Dataset excerpts:
//! In-memory property store, lazily populated from the listing cache.

use std::sync::RwLock;

use tracing::info;

use crate::cache::{CacheStatus, ListingCache};
use crate::error::ScrapeError;
use crate::models::Property;
use crate::normalize::normalize;

/// Keyed collection of canonical properties.
///
/// Starts empty and populates once from the cache on first read; after
/// that it only changes through `replace_all`, which swaps the whole
/// collection atomically. It never reverts to empty during the process
/// lifetime.
pub struct PropertyStore {
    cache: ListingCache,
    properties: RwLock<Vec<Property>>,
}

impl PropertyStore {
    pub fn new(cache: ListingCache) -> Self {
        Self {
            cache,
            properties: RwLock::new(Vec::new()),
        }
    }

    /// Current collection, populating from the cache when empty.
    pub async fn list(&self) -> Vec<Property> {
        {
            let guard = self.properties.read().unwrap();
            if !guard.is_empty() {
                return guard.clone();
            }
        }

        let raw = self.cache.get_listings().await;
        let normalized: Vec<Property> = raw.into_iter().map(normalize).collect();
        info!(count = normalized.len(), "property store populated");

        let mut guard = self.properties.write().unwrap();
        if guard.is_empty() {
            *guard = normalized;
        }
        guard.clone()
    }

    /// Case-insensitive substring search over title, address, description
    /// and feature tags (OR), intersected with an optional price ceiling.
    pub async fn search(&self, query: &str, max_price: Option<i64>) -> Vec<Property> {
        let needle = query.to_lowercase();

        self.list()
            .await
            .into_iter()
            .filter(|property| {
                let within_price = max_price.is_none_or(|cap| property.price <= cap);
                within_price && (needle.is_empty() || matches_text(property, &needle))
            })
            .collect()
    }

    /// Swap the entire collection in one write. Concurrent readers see
    /// either the old or the new collection, never a mix.
    pub fn replace_all(&self, properties: Vec<Property>) {
        *self.properties.write().unwrap() = properties;
    }

    pub fn get(&self, id: &str) -> Option<Property> {
        self.properties
            .read()
            .unwrap()
            .iter()
            .find(|property| property.id == id)
            .cloned()
    }

    pub fn count(&self) -> usize {
        self.properties.read().unwrap().len()
    }

    /// Bypass the freshness window and rebuild the collection. Extraction
    /// errors propagate; the previous collection stays in place on failure.
    pub async fn rescrape(&self) -> Result<usize, ScrapeError> {
        let raw = self.cache.force_refresh().await?;
        let normalized: Vec<Property> = raw.into_iter().map(normalize).collect();
        let count = normalized.len();
        self.replace_all(normalized);
        Ok(count)
    }

    pub fn cache_status(&self) -> CacheStatus {
        self.cache.status()
    }
}

fn matches_text(property: &Property, needle: &str) -> bool {
    property.title.to_lowercase().contains(needle)
        || property.address.to_lowercase().contains(needle)
        || property
            .description
            .as_deref()
            .is_some_and(|text| text.to_lowercase().contains(needle))
        || property
            .features
            .as_deref()
            .is_some_and(|tags| tags.iter().any(|tag| tag.to_lowercase().contains(needle)))
}
pub mod routes;

use std::sync::Arc;

use axum::{
    http::{header::CONTENT_TYPE, Method},
    routing::{get, post},
    Router,
};
use tower_http::cors::{Any, CorsLayer};
use tower_http::trace::TraceLayer;

use crate::store::PropertyStore;

/// Build the application router with shared store state.
pub fn router(store: Arc<PropertyStore>) -> Router {
    let cors = CorsLayer::new()
        .allow_origin(Any)
        .allow_methods([Method::GET, Method::POST])
        .allow_headers([CONTENT_TYPE]);

    Router::new()
        .route("/api/properties", get(routes::list_properties))
        .route("/api/properties/search", get(routes::search_properties))
        .route("/api/scrape-railey", post(routes::scrape_railey))
        .route("/api/scraper-status", get(routes::scraper_status))
        .route("/health", get(routes::health))
        .layer(cors)
        .layer(TraceLayer::new_for_http())
        .with_state(store)
}
mod cache;
mod config;
mod error;
mod fallback;
mod models;
mod normalize;
mod scrapers;
mod server;
mod store;

use std::sync::Arc;

use tracing::info;
use tracing_subscriber::EnvFilter;

use crate::cache::ListingCache;
use crate::config::{Config, ExtractionStrategy};
use crate::scrapers::{ContentSource, ListingExtractor, ListingSource, LlmExtractor, PatternExtractor};
use crate::store::PropertyStore;

#[tokio::main]
async fn main() -> anyhow::Result<()> {
    dotenvy::dotenv().ok();

    tracing_subscriber::fmt()
        .with_env_filter(EnvFilter::try_from_default_env().unwrap_or_else(|_| EnvFilter::new("info")))
        .init();

    let config = Config::from_env();

    info!("🏠 Deep Creek Listings API");
    info!("Listing source: {}", config.source_url);

    let source: Arc<dyn ContentSource> = Arc::new(ListingSource::new(config.source_url.clone())?);

    let extractor: Arc<dyn ListingExtractor> = match config.strategy {
        ExtractionStrategy::Pattern => Arc::new(PatternExtractor::new()?),
        ExtractionStrategy::Llm => Arc::new(LlmExtractor::new(&config)?),
    };
    info!("Using {} extraction strategy", extractor.source_name());

    let cache = ListingCache::new(source, extractor);
    let store = Arc::new(PropertyStore::new(cache));

    let app = server::router(store);

    let listener = tokio::net::TcpListener::bind(&config.bind_addr).await?;
    info!("Listening on {}", config.bind_addr);
    axum::serve(listener, app).await?;

    Ok(())
}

What you should do:
Each line of the records must be reproduced exactly.

Task response:
//! In-memory property store, lazily populated from the listing cache.

use std::sync::RwLock;

use tracing::info;

use crate::cache::{CacheStatus, ListingCache};
use crate::error::ScrapeError;
use crate::models::Property;
use crate::normalize::normalize;

/// Keyed collection of canonical properties.
///
/// Starts empty and populates once from the cache on first read; after
/// that it only changes through `replace_all`, which swaps the whole
/// collection atomically. It never reverts to empty during the process
/// lifetime.
pub struct PropertyStore {
    cache: ListingCache,
    properties: RwLock<Vec<Property>>,
}

impl PropertyStore {
    pub fn new(cache: ListingCache) -> Self {
        Self {
            cache,
            properties: RwLock::new(Vec::new()),
        }
    }

    /// Current collection, populating from the cache when empty.
    pub async fn list(&self) -> Vec<Property> {
        {
            let guard = self.properties.read().unwrap();
            if !guard.is_empty() {
                return guard.clone();
            }
        }

        let raw = self.cache.get_listings().await;
        let normalized: Vec<Property> = raw.into_iter().map(normalize).collect();
        info!(count = normalized.len(), "property store populated");

        let mut guard = self.properties.write().unwrap();
        if guard.is_empty() {
            *guard = normalized;
        }
        guard.clone()
    }

    /// Case-insensitive substring search over title, address, description
    /// and feature tags (OR), intersected with an optional price ceiling.
    pub async fn search(&self, query: &str, max_price: Option<i64>) -> Vec<Property> {
        let needle = query.to_lowercase();

        self.list()
            .await
            .into_iter()
            .filter(|property| {
                let within_price = max_price.is_none_or(|cap| property.price <= cap);
                within_price && (needle.is_empty() || matches_text(property, &needle))
            })
            .collect()
    }

    /// Swap the entire collection in one write. Concurrent readers see
    /// either the old or the new collection, never a mix.
    pub fn replace_all(&self, properties: Vec<Property>) {
        *self.properties.write().unwrap() = properties;
    }

    pub fn get(&self, id: &str) -> Option<Property> {
        self.properties
            .read()
            .unwrap()
            .iter()
            .find(|property| property.id == id)
            .cloned()
    }

    pub fn count(&self) -> usize {
        self.properties.read().unwrap().len()
    }

    /// Bypass the freshness window and rebuild the collection. Extraction
    /// errors propagate; the previous collection stays in place on failure.
    pub async fn rescrape(&self) -> Result<usize, ScrapeError> {
        let raw = self.cache.force_refresh().await?;
        let normalized: Vec<Property> = raw.into_iter().map(normalize).collect();
        let count = normalized.len();
        self.replace_all(normalized);
        Ok(count)
    }

    pub fn cache_status(&self) -> CacheStatus {
        self.cache.status()
    }
}

fn matches_text(property: &Property, needle: &str) -> bool {
    property.title.to_lowercase().contains(needle)
        || property.address.to_lowercase().contains(needle)
        || property
            .description
            .as_deref()
            .is_some_and(|text| text.to_lowercase().contains(needle))
        || property
            .features
            .as_deref()
            .is_some_and(|tags| tags.iter().any(|tag| tag.to_lowercase().contains(needle)))
}
pub mod routes;

use std::sync::Arc;

use axum::{
    http::{header::CONTENT_TYPE, Method},
    routing::{get, post},
    Router,
};
use tower_http::cors::{Any, CorsLayer};
use tower_http::trace::TraceLayer;

use crate::store::PropertyStore;

/// Build the application router with shared store state.
pub fn router(store: Arc<PropertyStore>) -> Router {
    let cors = CorsLayer::new()
        .allow_origin(Any)
        .allow_methods([Method::GET, Method::POST])
        .allow_headers([CONTENT_TYPE]);

    Router::new()
        .route("/api/properties", get(routes::list_properties))
        .route("/api/properties/search", get(routes::search_properties))
        .route("/api/scrape-railey", post(routes::scrape_railey))
        .route("/api/scraper-status", get(routes::scraper_status))
        .route("/health", get(routes::health))
        .layer(cors)
        .layer(TraceLayer::new_for_http())
        .with_state(store)
}
mod cache;
mod config;
mod error;
mod fallback;
mod models;
mod normalize;
mod scrapers;
mod server;
mod store;

use std::sync::Arc;

use tracing::info;
use tracing_subscriber::EnvFilter;

use crate::cache::ListingCache;
use crate::config::{Config, ExtractionStrategy};
use crate::scrapers::{ContentSource, ListingExtractor, ListingSource, LlmExtractor, PatternExtractor};
use crate::store::PropertyStore;

#[tokio::main]
async fn main() -> anyhow::Result<()> {
    dotenvy::dotenv().ok();

    tracing_subscriber::fmt()
        .with_env_filter(EnvFilter::try_from_default_env().unwrap_or_else(|_| EnvFilter::new("info")))
        .init();

    let config = Config::from_env();

    info!("🏠 Deep Creek Listings API");
    info!("Listing source: {}", config.source_url);

    let source: Arc<dyn ContentSource> = Arc::new(ListingSource::new(config.source_url.clone())?);

    let extractor: Arc<dyn ListingExtractor> = match config.strategy {
        ExtractionStrategy::Pattern => Arc::new(PatternExtractor::new()?),
        ExtractionStrategy::Llm => Arc::new(LlmExtractor::new(&config)?),
    };
    info!("Using {} extraction strategy", extractor.source_name());

    let cache = ListingCache::new(source, extractor);
    let store = Arc::new(PropertyStore::new(cache));

    let app = server::router(store);

    let listener = tokio::net::TcpListener::bind(&config.bind_addr).await?;
    info!("Listening on {}", config.bind_addr);
    axum::serve(listener, app).await?;

    Ok(())
}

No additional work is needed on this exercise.